Os artigos da Inteligência contra Ameaças da Microsoft Defender são narrativas que fornecem insights sobre agentes de ameaças, conjuntos de ferramentas, ataques e vulnerabilidades. Os artigos resumem as diferentes ameaças e também se vinculam a um conteúdo acionável e aos principais IOCs para ajudar os usuários a tomarem providências.

O Defender TI oferece pesquisas de ID CVE para ajudar os usuários a identificar informações críticas sobre a CVE. As pesquisas de CVE-ID resultam em Artigos de Vulnerabilidade.

Projetos de inteligência

A Inteligência contra Ameaças do Microsoft Defender (Defender TI) permite que você crie projetos e organize os indicadores de interesse e de comprometimento (IOCs) de uma investigação. Os projetos contêm uma lista de todos os artefatos associados e um histórico detalhado que retém os nomes, as descrições, os colaboradores e perfis de monitoramento.

Inteligência contra Ameaças do Microsoft Defender no portal do Microsoft Defender

O Defender TI da Microsoft é vivenciado por meio do portal do Microsoft Defender.

O nó de Inteligência contra Ameaças no painel de navegação do portal do Microsoft Defender é o local onde você pode encontrar a funcionalidade de Inteligência contra Ameaças do Microsoft Defender.

Uma captura de tela das opções selecionáveis para a inteligência contra ameaças no painel de navegação do lado esquerdo do portal do Microsoft Defender.

Para ver uma captura de tela de cada uma das categorias, selecione a guia na imagem que se segue. Em cada caso, há um painel lateral que mostra o recurso incorporado do Microsoft Security Copilot.

Integração do Microsoft Security Copilot com as Informações sobre ameaças da Microsoft

O Copilot da Segurança se integra ao Microsoft Defender TI. Com o plug-in do Defender TI habilitado, o Copilot fornece informações sobre grupos de atividades de ameaças, indicadores de comprometimento (IOCs), ferramentas e inteligência contra ameaças contextual. Você pode usar prompts e livros de prompts para investigar incidentes, enriquecer seus fluxos de busca com informações de inteligência contra ameaças ou obter mais conhecimento sobre o cenário de ameaças globais ou da sua organização.

As funcionalidades da Inteligência contra Ameaças do Microsoft Defender no Copilot são prompts integrados que você pode usar, mas você também pode inserir seus próprios prompts com base nas funcionalidades com suporte. A imagem a seguir mostra apenas um subconjunto dos recursos com suporte.

Captura de tela dos recursos do sistema Defender TI que podem ser executados na experiência autônoma.
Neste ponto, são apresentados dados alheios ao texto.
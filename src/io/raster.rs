use crate::types::{BoolMask, GeoTransform, GridSpec, IceSurfError, IceSurfResult};
use gdal::raster::{Buffer, GdalType};
use gdal::spatial_ref::{CoordTransform, SpatialRef};
use gdal::{Dataset, DriverManager};
use ndarray::Array2;
use serde::Serialize;
use std::collections::HashMap;
use std::path::Path;

/// Geographic WGS84 with longitude first, whatever the GDAL axis-order defaults
const WGS84_LONLAT: &str = "+proj=longlat +datum=WGS84 +no_defs";

/// GDAL raster access for scene bands and masks
pub struct SceneRaster;

impl SceneRaster {
    /// Grid of the first band of a raster file
    pub fn grid_spec<P: AsRef<Path>>(path: P) -> IceSurfResult<GridSpec> {
        let dataset = Dataset::open(path.as_ref())?;
        Self::grid_of(&dataset)
    }

    fn grid_of(dataset: &Dataset) -> IceSurfResult<GridSpec> {
        let (width, height) = dataset.raster_size();
        let geo_transform = dataset.geo_transform()?;

        Ok(GridSpec {
            width,
            height,
            geo_transform: GeoTransform::from_gdal(geo_transform),
            projection: dataset.projection(),
        })
    }

    /// Read band 1 of a raster together with its grid
    pub fn read_band<T, P>(path: P) -> IceSurfResult<(Array2<T>, GridSpec)>
    where
        T: GdalType + Copy,
        P: AsRef<Path>,
    {
        let dataset = Dataset::open(path.as_ref())?;
        let grid = Self::grid_of(&dataset)?;
        log::debug!(
            "Reading {} ({} x {})",
            path.as_ref().display(),
            grid.width,
            grid.height
        );

        let rasterband = dataset.rasterband(1)?;
        let buffer = rasterband.read_as::<T>(
            (0, 0),
            (grid.width, grid.height),
            (grid.width, grid.height),
            None,
        )?;

        let array = Array2::from_shape_vec(grid.shape(), buffer.data).map_err(|e| {
            IceSurfError::InvalidFormat(format!("Failed to reshape raster data: {}", e))
        })?;

        Ok((array, grid))
    }

    /// Reproject a mask raster onto a target grid with nearest-neighbour
    /// resampling. Any non-zero value marks a mask pixel.
    pub fn reproject_mask<P: AsRef<Path>>(mask_path: P, grid: &GridSpec) -> IceSurfResult<BoolMask> {
        log::info!(
            "Reprojecting {} onto {} x {} grid",
            mask_path.as_ref().display(),
            grid.width,
            grid.height
        );

        let source = Dataset::open(mask_path.as_ref())?;
        let driver = DriverManager::get_driver_by_name("MEM")?;
        let mut target = driver.create_with_band_type::<u8, _>(
            "",
            grid.width as isize,
            grid.height as isize,
            1,
        )?;
        target.set_geo_transform(&grid.geo_transform.to_gdal())?;
        target.set_projection(&grid.projection)?;

        let status = unsafe {
            gdal_sys::GDALReprojectImage(
                source.c_dataset(),
                std::ptr::null(),
                target.c_dataset(),
                std::ptr::null(),
                gdal_sys::GDALResampleAlg::GRA_NearestNeighbour,
                0.0,
                0.0,
                None,
                std::ptr::null_mut(),
                std::ptr::null_mut(),
            )
        };
        if status != gdal_sys::CPLErr::CE_None {
            return Err(IceSurfError::Processing(format!(
                "Reprojection of {} failed",
                mask_path.as_ref().display()
            )));
        }

        let rasterband = target.rasterband(1)?;
        let buffer = rasterband.read_as::<u8>(
            (0, 0),
            (grid.width, grid.height),
            (grid.width, grid.height),
            None,
        )?;
        let values = Array2::from_shape_vec(grid.shape(), buffer.data).map_err(|e| {
            IceSurfError::InvalidFormat(format!("Failed to reshape reprojected mask: {}", e))
        })?;

        Ok(values.mapv(|v| v != 0))
    }

    /// Write a single-band raster as GeoTIFF on the given grid
    pub fn write_geotiff<T, P>(data: &Array2<T>, grid: &GridSpec, path: P) -> IceSurfResult<()>
    where
        T: GdalType + Copy,
        P: AsRef<Path>,
    {
        IceSurfError::check_shape("GeoTIFF data", grid.shape(), data.dim())?;

        let driver = DriverManager::get_driver_by_name("GTiff")?;
        let mut dataset = driver.create_with_band_type::<T, _>(
            path.as_ref(),
            grid.width as isize,
            grid.height as isize,
            1,
        )?;
        dataset.set_geo_transform(&grid.geo_transform.to_gdal())?;
        if !grid.projection.is_empty() {
            dataset.set_projection(&grid.projection)?;
        }

        let mut rasterband = dataset.rasterband(1)?;
        let values: Vec<T> = data.iter().copied().collect();
        let buffer = Buffer::new((grid.width, grid.height), values);
        rasterband.write((0, 0), (grid.width, grid.height), &buffer)?;

        log::debug!("Wrote GeoTIFF {}", path.as_ref().display());
        Ok(())
    }

    /// Boolean mask as a 0/1 GeoTIFF
    pub fn write_mask<P: AsRef<Path>>(mask: &BoolMask, grid: &GridSpec, path: P) -> IceSurfResult<()> {
        Self::write_geotiff(&mask.mapv(u8::from), grid, path)
    }

    /// Longitude and latitude of every pixel centre
    pub fn lon_lat(grid: &GridSpec) -> IceSurfResult<(Array2<f64>, Array2<f64>)> {
        let source = SpatialRef::from_wkt(&grid.projection)?;
        let target = SpatialRef::from_proj4(WGS84_LONLAT)?;
        let transform = CoordTransform::new(&source, &target)?;

        let (rows, cols) = grid.shape();
        let mut xs = Vec::with_capacity(rows * cols);
        let mut ys = Vec::with_capacity(rows * cols);
        for row in 0..rows {
            for col in 0..cols {
                let (x, y) = grid.geo_transform.pixel_center(row, col);
                xs.push(x);
                ys.push(y);
            }
        }
        let mut zs = vec![0.0; xs.len()];
        transform.transform_coords(&mut xs, &mut ys, &mut zs)?;

        let shape_err =
            |e: ndarray::ShapeError| IceSurfError::Processing(format!("Coordinate grid: {}", e));
        let lon = Array2::from_shape_vec((rows, cols), xs).map_err(shape_err)?;
        let lat = Array2::from_shape_vec((rows, cols), ys).map_err(shape_err)?;

        Ok((lon, lat))
    }
}

/// Projected x (columns) and y (rows) of pixel centres on an unrotated grid
pub fn axis_coordinates(grid: &GridSpec) -> (Vec<f64>, Vec<f64>) {
    let gt = &grid.geo_transform;
    let x = (0..grid.width)
        .map(|col| gt.top_left_x + (col as f64 + 0.5) * gt.pixel_width)
        .collect();
    let y = (0..grid.height)
        .map(|row| gt.top_left_y + (row as f64 + 0.5) * gt.pixel_height)
        .collect();
    (x, y)
}

/// CF grid-mapping attributes of a projected CRS
#[derive(Debug, Clone, PartialEq, Serialize)]
pub struct ProjectionInfo {
    pub projected_crs_name: String,
    pub grid_mapping_name: String,
    pub scale_factor_at_central_meridian: f64,
    pub longitude_of_central_meridian: f64,
    pub latitude_of_projection_origin: f64,
    pub false_easting: f64,
    pub false_northing: f64,
    pub epsg_code: Option<u32>,
    pub proj4: String,
    pub spatial_ref: String,
}

impl ProjectionInfo {
    pub fn from_wkt(wkt: &str) -> IceSurfResult<Self> {
        let srs = SpatialRef::from_wkt(wkt)?;
        let proj4 = srs.to_proj4()?;
        Ok(Self::from_parts(wkt, proj4.trim()))
    }

    /// Build from the WKT and the PROJ.4 rendering of the same CRS
    pub fn from_parts(wkt: &str, proj4: &str) -> Self {
        let params = proj4_params(proj4);
        let number = |key: &str, default: f64| {
            params
                .get(key)
                .and_then(|v| v.as_deref())
                .and_then(|v| v.parse::<f64>().ok())
                .unwrap_or(default)
        };
        let method = params
            .get("proj")
            .and_then(|v| v.clone())
            .unwrap_or_default();

        let (grid_mapping_name, scale, lon0, lat0, x0, y0) = match method.as_str() {
            "utm" => {
                let zone = number("zone", 0.0);
                let south = params.contains_key("south");
                (
                    "transverse_mercator".to_string(),
                    0.9996,
                    zone * 6.0 - 183.0,
                    0.0,
                    500_000.0,
                    if south { 10_000_000.0 } else { 0.0 },
                )
            }
            "tmerc" | "stere" => (
                if method == "tmerc" {
                    "transverse_mercator".to_string()
                } else {
                    "polar_stereographic".to_string()
                },
                number("k", number("k_0", 1.0)),
                number("lon_0", 0.0),
                number("lat_0", 0.0),
                number("x_0", 0.0),
                number("y_0", 0.0),
            ),
            other => (
                other.to_string(),
                number("k", 1.0),
                number("lon_0", 0.0),
                number("lat_0", 0.0),
                number("x_0", 0.0),
                number("y_0", 0.0),
            ),
        };

        Self {
            projected_crs_name: crs_name(wkt),
            grid_mapping_name,
            scale_factor_at_central_meridian: scale,
            longitude_of_central_meridian: lon0,
            latitude_of_projection_origin: lat0,
            false_easting: x0,
            false_northing: y0,
            epsg_code: epsg_code(wkt),
            proj4: proj4.to_string(),
            spatial_ref: wkt.to_string(),
        }
    }
}

fn proj4_params(proj4: &str) -> HashMap<String, Option<String>> {
    proj4
        .split_whitespace()
        .filter_map(|token| token.strip_prefix('+'))
        .map(|token| match token.split_once('=') {
            Some((k, v)) => (k.to_string(), Some(v.to_string())),
            None => (token.to_string(), None),
        })
        .collect()
}

/// Name of the outermost CRS node of a WKT string
fn crs_name(wkt: &str) -> String {
    ["PROJCS[\"", "PROJCRS[\"", "GEOGCS[\"", "GEOGCRS[\""]
        .iter()
        .find_map(|tag| {
            let start = wkt.find(tag)? + tag.len();
            let len = wkt[start..].find('"')?;
            Some(wkt[start..start + len].to_string())
        })
        .unwrap_or_default()
}

/// EPSG code of the outermost CRS node (its authority comes last in WKT)
fn epsg_code(wkt: &str) -> Option<u32> {
    let start = wkt.rfind("\"EPSG\",")? + "\"EPSG\",".len();
    let digits: String = wkt[start..]
        .chars()
        .skip_while(|c| *c == '"' || c.is_whitespace())
        .take_while(|c| c.is_ascii_digit())
        .collect();
    digits.parse().ok()
}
O Copilot também inclui um promptbook integrado que fornece informações do Defender TI, incluindo:

  • Avaliação do impacto da vulnerabilidade: gera um relatório resumindo a inteligência de uma vulnerabilidade conhecida, incluindo etapas sobre como resolvê-la.
  • Perfil do ator da ameaça: gera um relatório com o perfil de um grupo de atividades conhecido, incluindo sugestões de defesa em relação as suas ferramentas e táticas comuns.

A integração do Copilot com o Defender TI também pode ser experimentada por meio da experiência incorporada. Você pode experimentar a funcionalidade do Security Copilot para pesquisar inteligência sobre ameaças nas seguintes páginas do portal do Microsoft Defender:

  • Análise de ameaças
  • Perfis de inteligência
  • Explorador de inteligência
  • Projetos de inteligência

Para cada uma dessas páginas, você pode usar um dos prompts disponíveis ou inserir seu próprio prompt.

Captura de tela dos prompts do Copilot incorporados no Defender TI no portal do Microsoft Defender.